--- Extracted records ---

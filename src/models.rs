pub mod auth;
pub mod cliente;
pub mod condicao_pagamento;
pub mod configuracao;
pub mod contagem;
pub mod estoque;
pub mod loja;
pub mod mensagens;
pub mod pedido;
pub mod pedido_restaurante;
pub mod produto;
pub mod usuario;
pub mod validade;
// src/handlers/condicao_pagamento.rs
// Servido em /condicao-pagamento e no alias /condpag.

use axum::{extract::State, http::StatusCode, response::IntoResponse, Json};

use crate::{
    common::{
        error::AppError,
        extract::{AppJson, AppPath, AppQuery, OneOrMany},
        pagination::Lista,
        reconcile::ResumoCadastro,
    },
    config::AppState,
    models::{
        condicao_pagamento::{CondicaoPagamento, CondicaoPagamentoInput},
        produto::LojaQuery,
    },
};

#[utoipa::path(
    get,
    path = "/condicao-pagamento",
    tag = "Condicao de pagamento",
    params(LojaQuery),
    responses((status = 200, description = "Condições da loja", body = Lista<CondicaoPagamento>))
)]
pub async fn listar(
    State(app_state): State<AppState>,
    AppQuery(query): AppQuery<LojaQuery>,
) -> Result<impl IntoResponse, AppError> {
    let condicoes = app_state.condicao_pagamento_repo.listar(query.cod_loja).await?;
    Ok((StatusCode::OK, Json(Lista::from(condicoes))))
}

#[utoipa::path(
    get,
    path = "/condicao-pagamento/{id}",
    tag = "Condicao de pagamento",
    params(("id" = i32, Path, description = "Id interno da condição")),
    responses(
        (status = 200, description = "Condição de pagamento", body = CondicaoPagamento),
        (status = 404, description = "Não encontrada")
    )
)]
pub async fn buscar(
    State(app_state): State<AppState>,
    AppPath(id): AppPath<i32>,
) -> Result<impl IntoResponse, AppError> {
    let condicao = app_state
        .condicao_pagamento_repo
        .buscar_por_id(id)
        .await?
        .ok_or_else(|| AppError::NotFound("Condicao de pagamento nao encontrada.".into()))?;
    Ok((StatusCode::OK, Json(condicao)))
}

#[utoipa::path(
    post,
    path = "/condicao-pagamento/cadastrar",
    tag = "Condicao de pagamento",
    request_body = Vec<CondicaoPagamentoInput>,
    responses(
        (status = 201, description = "Lote reconciliado", body = ResumoCadastro),
        (status = 400, description = "Lote vazio, item inválido ou duplicado")
    )
)]
pub async fn cadastrar(
    State(app_state): State<AppState>,
    AppJson(corpo): AppJson<OneOrMany<CondicaoPagamentoInput>>,
) -> Result<impl IntoResponse, AppError> {
    let resumo = app_state
        .cadastro_service
        .processar(&app_state.condicao_pagamento_repo, corpo)
        .await?;
    Ok((StatusCode::CREATED, Json(resumo)))
}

---

Gather from the data above every line with the string "Lote".

        (status = 201, description = "Lote reconciliado", body = ResumoCadastro),
        (status = 400, description = "Lote vazio, item inválido ou duplicado")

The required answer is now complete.